An ongoing Cohen Center study indicates that 43% of young Jews who have participated in Taglit-Birthright Israel and have two Jewish parents report, even years after their trip to Israel, feeling “very” connected to Israel. Of those with one Jewish parent, 29% report feeling very close to Israel, while another 34% report feeling “somewhat” close to Israel. Both the Israeli and the Diaspora-based studies suggest that levels of attachment to Israel are strongly affected by opportunities for encounters and acquaintance between Israeli and Diaspora Jews.

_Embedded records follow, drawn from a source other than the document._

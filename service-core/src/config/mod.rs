use crate::error::AppError;
use config::{Config as Cfg, File};
use serde::de::DeserializeOwned;

/// Load a service configuration from an optional `configuration` file and
/// `<PREFIX>__SECTION__KEY` environment variables, after reading `.env`.
///
/// Environment variables win over the file.
pub fn load<T: DeserializeOwned>(env_prefix: &str) -> Result<T, AppError> {
    dotenvy::dotenv().ok();

    let config = Cfg::builder()
        .add_source(File::with_name("configuration").required(false))
        .add_source(
            config::Environment::with_prefix(env_prefix)
                .prefix_separator("__")
                .separator("__")
                .try_parsing(true),
        )
        .build()?;

    Ok(config.try_deserialize()?)
}
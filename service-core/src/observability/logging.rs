use opentelemetry::KeyValue;
use opentelemetry_otlp::WithExportConfig;
use opentelemetry_sdk::{Resource, runtime, trace as sdktrace};
use tracing_subscriber::{layer::SubscriberExt, util::SubscriberInitExt};

/// Install the global subscriber: env filter, JSON logs, and an OTLP exporter
/// when `otlp_endpoint` is set.
///
/// A second call is a no-op, so tests may call this freely.
pub fn init_tracing(service_name: &str, log_level: &str, otlp_endpoint: Option<&str>) {
    let env_filter = tracing_subscriber::EnvFilter::try_from_default_env()
        .unwrap_or_else(|_| tracing_subscriber::EnvFilter::new(log_level));

    let tracer = otlp_endpoint.and_then(|endpoint| {
        let otlp_exporter = opentelemetry_otlp::new_exporter()
            .tonic()
            .with_endpoint(endpoint);

        match opentelemetry_otlp::new_pipeline()
            .tracing()
            .with_exporter(otlp_exporter)
            .with_trace_config(sdktrace::config().with_resource(Resource::new(vec![
                KeyValue::new("service.name", service_name.to_string()),
            ])))
            .install_batch(runtime::Tokio)
        {
            Ok(t) => Some(t),
            Err(e) => {
                eprintln!(
                    "Failed to initialize OTLP tracer for service '{}' at endpoint '{}': {}",
                    service_name, endpoint, e
                );
                None
            }
        }
    });

    let telemetry = tracer.map(|tracer| tracing_opentelemetry::layer().with_tracer(tracer));

    let _ = tracing_subscriber::registry()
        .with(env_filter)
        .with(telemetry)
        .with(
            tracing_subscriber::fmt::layer()
                .with_file(true)
                .with_line_number(true)
                .json()
                .flatten_event(true),
        )
        .try_init();
}
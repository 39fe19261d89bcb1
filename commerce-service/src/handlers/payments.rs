use axum::{
    extract::{Query, State},
    response::Redirect,
};

use crate::dtos::PaymentCallbackQuery;
use crate::startup::AppState;

/// Gateway return URL. Always answers with a redirect to the front end.
pub async fn payment_callback(
    State(state): State<AppState>,
    Query(query): Query<PaymentCallbackQuery>,
) -> Redirect {
    let outcome = state
        .orders
        .reconcile_callback(query.authority.as_deref(), query.status.as_deref())
        .await;

    let redirects = &state.config.redirects;
    if outcome.is_success() {
        Redirect::to(&redirects.success_url)
    } else {
        Redirect::to(&redirects.failure_url)
    }
}
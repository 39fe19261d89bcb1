use std::sync::Arc;
use uuid::Uuid;
use validator::Validate;

use super::error::ServiceError;
use super::store::CommerceStore;
use crate::models::{Profile, ProfileChanges, User};

/// A profile with the account it belongs to.
#[derive(Debug, Clone)]
pub struct ProfileDetail {
    pub profile: Profile,
    pub user: User,
}

#[derive(Clone)]
pub struct ProfileService {
    store: Arc<dyn CommerceStore>,
}

impl ProfileService {
    pub fn new(store: Arc<dyn CommerceStore>) -> Self {
        Self { store }
    }

    pub async fn get(&self, user_id: Uuid) -> Result<ProfileDetail, ServiceError> {
        let user = self
            .store
            .find_user(user_id)
            .await?
            .ok_or(ServiceError::NotFound("User"))?;
        let profile = self
            .store
            .get_profile(user_id)
            .await?
            .ok_or(ServiceError::NotFound("Profile"))?;
        Ok(ProfileDetail { profile, user })
    }

    #[tracing::instrument(skip(self, changes))]
    pub async fn update(
        &self,
        user_id: Uuid,
        changes: ProfileChanges,
    ) -> Result<ProfileDetail, ServiceError> {
        changes.validate()?;

        let mut tx = self.store.begin().await?;
        let user = tx
            .lock_user(user_id)
            .await?
            .ok_or(ServiceError::NotFound("User"))?;
        let mut profile = tx
            .lock_profile(user_id)
            .await?
            .ok_or(ServiceError::NotFound("Profile"))?;

        profile.apply(changes);
        tx.update_profile(&profile).await?;
        tx.commit().await?;

        tracing::info!(profile_id = %profile.id, "Profile updated");
        Ok(ProfileDetail { profile, user })
    }
}

#[cfg(test)]
mod tests {
    use super::*;
    use crate::services::store::{MemoryStore, StoreTx};

    async fn setup() -> (ProfileService, Uuid) {
        let store = MemoryStore::new();
        let mut tx = store.begin().await.unwrap();
        let (user, _) = tx.find_or_create_user("09123456789").await.unwrap();
        tx.insert_profile(&Profile::new(user.id)).await.unwrap();
        tx.commit().await.unwrap();
        (ProfileService::new(Arc::new(store)), user.id)
    }

    #[tokio::test]
    async fn update_is_persisted_and_partial() {
        let (service, user_id) = setup().await;

        service
            .update(
                user_id,
                ProfileChanges {
                    first_name: Some("Sara".into()),
                    postal_code: Some("1234567890".into()),
                    ..Default::default()
                },
            )
            .await
            .unwrap();
        service
            .update(
                user_id,
                ProfileChanges {
                    last_name: Some("Ahmadi".into()),
                    ..Default::default()
                },
            )
            .await
            .unwrap();

        let detail = service.get(user_id).await.unwrap();
        assert_eq!(detail.user.phone, "09123456789");
        assert_eq!(detail.profile.first_name.as_deref(), Some("Sara"));
        assert_eq!(detail.profile.last_name.as_deref(), Some("Ahmadi"));
        assert_eq!(detail.profile.postal_code.as_deref(), Some("1234567890"));
    }

    #[tokio::test]
    async fn invalid_codes_are_rejected_without_writing() {
        let (service, user_id) = setup().await;

        let err = service
            .update(
                user_id,
                ProfileChanges {
                    first_name: Some("Sara".into()),
                    national_code: Some("12".into()),
                    ..Default::default()
                },
            )
            .await
            .unwrap_err();

        assert!(matches!(err, ServiceError::Validation(_)));
        assert!(service.get(user_id).await.unwrap().profile.first_name.is_none());
    }

    #[tokio::test]
    async fn unknown_user_has_no_profile() {
        let (service, _) = setup().await;
        let err = service.get(Uuid::new_v4()).await.unwrap_err();
        assert!(matches!(err, ServiceError::NotFound("User")));
    }
}
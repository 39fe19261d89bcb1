use chrono::{DateTime, Utc};
use serde::{Deserialize, Serialize};
use uuid::Uuid;

use crate::models::{
    ContactSnapshot, Order, OrderStatus, Payment, PaymentStatus, Plan, Subscription,
    SubscriptionStatus, User,
};
use crate::services::profile::ProfileDetail;
use crate::services::jwt::TokenPair;
use crate::services::orders::OrderDetail;
use crate::services::store::PaymentRecord;

#[derive(Debug, Deserialize)]
pub struct SendOtpRequest {
    pub phone: String,
}

#[derive(Debug, Serialize)]
pub struct MessageResponse {
    pub message: String,
}

#[derive(Debug, Deserialize)]
pub struct VerifyOtpRequest {
    pub phone: String,
    pub otp: String,
}

#[derive(Debug, Serialize)]
pub struct LoginResponse {
    pub user_id: Uuid,
    pub phone: String,
    pub email: Option<String>,
    pub access_token: String,
    pub refresh_token: String,
    pub token_type: String,
    pub expires_in: i64,
}

impl LoginResponse {
    pub fn new(user: User, tokens: TokenPair) -> Self {
        Self {
            user_id: user.id,
            phone: user.phone,
            email: user.email,
            access_token: tokens.access_token,
            refresh_token: tokens.refresh_token,
            token_type: tokens.token_type,
            expires_in: tokens.expires_in,
        }
    }
}

#[derive(Debug, Deserialize)]
pub struct RefreshRequest {
    pub refresh_token: String,
}

#[derive(Debug, Deserialize)]
pub struct CreateOrderRequest {
    pub plan_id: Uuid,
    #[serde(flatten)]
    pub contact: ContactSnapshot,
}

/// Catalog entry posted by an operator.
#[derive(Debug, Deserialize)]
pub struct CreatePlanRequest {
    pub duration_days: i32,
    pub price: i64,
    pub description: Option<String>,
}

#[derive(Debug, Serialize)]
pub struct PlanResponse {
    pub id: Uuid,
    pub duration_days: i32,
    pub price: i64,
    pub description: Option<String>,
    pub is_trial: bool,
}

impl From<Plan> for PlanResponse {
    fn from(plan: Plan) -> Self {
        Self {
            id: plan.id,
            duration_days: plan.duration_days.days(),
            is_trial: plan.is_trial(),
            price: plan.price,
            description: plan.description,
        }
    }
}

#[derive(Debug, Serialize)]
pub struct PaymentResponse {
    pub id: Uuid,
    pub status: PaymentStatus,
    pub amount: i64,
    pub authority: Option<String>,
    pub payment_url: Option<String>,
    pub gateway_response: Option<serde_json::Value>,
    pub created_at: DateTime<Utc>,
    pub updated_at: DateTime<Utc>,
}

impl From<Payment> for PaymentResponse {
    fn from(payment: Payment) -> Self {
        Self {
            id: payment.id,
            status: payment.status,
            amount: payment.amount,
            authority: payment.authority,
            payment_url: payment.payment_url,
            gateway_response: payment.gateway_response,
            created_at: payment.created_at,
            updated_at: payment.updated_at,
        }
    }
}

#[derive(Debug, Serialize)]
pub struct UserSummary {
    pub id: Uuid,
    pub phone: String,
    pub email: Option<String>,
}

impl From<User> for UserSummary {
    fn from(user: User) -> Self {
        Self {
            id: user.id,
            phone: user.phone,
            email: user.email,
        }
    }
}

#[derive(Debug, Serialize)]
pub struct ProfileResponse {
    pub id: Uuid,
    pub user: UserSummary,
    pub first_name: Option<String>,
    pub last_name: Option<String>,
    pub address: Option<String>,
    pub postal_code: Option<String>,
    pub national_code: Option<String>,
    pub created_at: DateTime<Utc>,
    pub updated_at: DateTime<Utc>,
}

impl From<ProfileDetail> for ProfileResponse {
    fn from(detail: ProfileDetail) -> Self {
        let ProfileDetail { profile, user } = detail;
        Self {
            id: profile.id,
            user: user.into(),
            first_name: profile.first_name,
            last_name: profile.last_name,
            address: profile.address,
            postal_code: profile.postal_code,
            national_code: profile.national_code,
            created_at: profile.created_at,
            updated_at: profile.updated_at,
        }
    }
}

#[derive(Debug, Serialize)]
pub struct OrderResponse {
    pub id: Uuid,
    pub payment: PaymentResponse,
    pub plan: PlanResponse,
    pub user: UserSummary,
    pub first_name: String,
    pub last_name: String,
    pub phone: String,
    pub address: String,
    pub city: String,
    pub status: OrderStatus,
    pub created_at: DateTime<Utc>,
    pub updated_at: DateTime<Utc>,
}

impl From<OrderDetail> for OrderResponse {
    fn from(detail: OrderDetail) -> Self {
        let Order {
            id,
            first_name,
            last_name,
            phone,
            city,
            address,
            status,
            created_at,
            updated_at,
            ..
        } = detail.order;
        Self {
            id,
            payment: detail.payment.into(),
            plan: detail.plan.into(),
            user: detail.user.into(),
            first_name,
            last_name,
            phone,
            address,
            city,
            status,
            created_at,
            updated_at,
        }
    }
}

#[derive(Debug, Serialize)]
pub struct OrderSummary {
    pub id: Uuid,
    pub plan: PlanResponse,
    pub first_name: String,
    pub last_name: String,
    pub phone: String,
    pub city: String,
    pub address: String,
    pub status: OrderStatus,
    pub created_at: DateTime<Utc>,
}

/// One entry of the caller's payment history.
#[derive(Debug, Serialize)]
pub struct UserPaymentResponse {
    pub id: Uuid,
    pub status: PaymentStatus,
    pub amount: i64,
    pub ref_id: Option<String>,
    pub payment_date: Option<DateTime<Utc>>,
    pub order: OrderSummary,
}

impl From<PaymentRecord> for UserPaymentResponse {
    fn from(record: PaymentRecord) -> Self {
        let PaymentRecord {
            payment,
            order,
            plan,
        } = record;
        Self {
            id: payment.id,
            status: payment.status,
            amount: payment.amount,
            ref_id: payment.ref_id,
            payment_date: payment.payment_date,
            order: OrderSummary {
                id: order.id,
                plan: plan.into(),
                first_name: order.first_name,
                last_name: order.last_name,
                phone: order.phone,
                city: order.city,
                address: order.address,
                status: order.status,
                created_at: order.created_at,
            },
        }
    }
}

#[derive(Debug, Serialize)]
pub struct SubscriptionResponse {
    pub id: Uuid,
    pub plan_id: Uuid,
    pub order_id: Option<Uuid>,
    pub start_date: DateTime<Utc>,
    pub end_date: DateTime<Utc>,
    pub status: SubscriptionStatus,
    pub is_trial: bool,
}

impl From<Subscription> for SubscriptionResponse {
    fn from(subscription: Subscription) -> Self {
        Self {
            id: subscription.id,
            plan_id: subscription.plan_id,
            order_id: subscription.order_id,
            start_date: subscription.start_date,
            end_date: subscription.end_date,
            status: subscription.status,
            is_trial: subscription.is_trial,
        }
    }
}

#[derive(Debug, Serialize)]
pub struct AccessResponse {
    pub active: bool,
}

/// Query string the gateway appends to the callback URL.
#[derive(Debug, Deserialize)]
pub struct PaymentCallbackQuery {
    #[serde(rename = "Authority")]
    pub authority: Option<String>,
    #[serde(rename = "Status")]
    pub status: Option<String>,
}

One of the survey questions posed to the Dialogue participants asked them to state the degree to which several specific factors cause them to feel distant or close to other Jews (Israel versus the Diaspora). The factor that connects Jews to the most significant degree, per their definition, is “the Jews themselves.” Even those who feel that “Diaspora Jewish politics” or “Diaspora culture” alienates them to some degree do not feel alienated from the Jews themselves. Among the Israeli respondents, a large majority ranked “the Jews themselves” as a “connecting” or “strongly connecting” factor. A substantial, though not wide, majority of Diaspora Jews identify “Israelis” as a “connecting” or “strongly connecting” factor. “I have many acquaintances in Israel whom I like a lot,” said a Minnesota Dialogue participant. A few New York participants mentioned the professional relationships they have with Israelis, and the pleasant relations that have developed between them, “as long as we don’t start talking politics.” As the graph bellow shows, politics is unquestionably the subject that most strongly hampers connection on both sides. The Israelis rate Diaspora Jewish politics as the sole issue that repels them (distances more than connects), while Diaspora Jews are also dissatisfied with Israeli political views. “I don’t quite understand what they think about politics, but one thing is for sure – they don’t think like us,” said a young Israeli at one of the Dialogue seminars. “The Israeli political sphere is complicated and I’m not comfortable with it,
or with its outcomes.” said a young American woman.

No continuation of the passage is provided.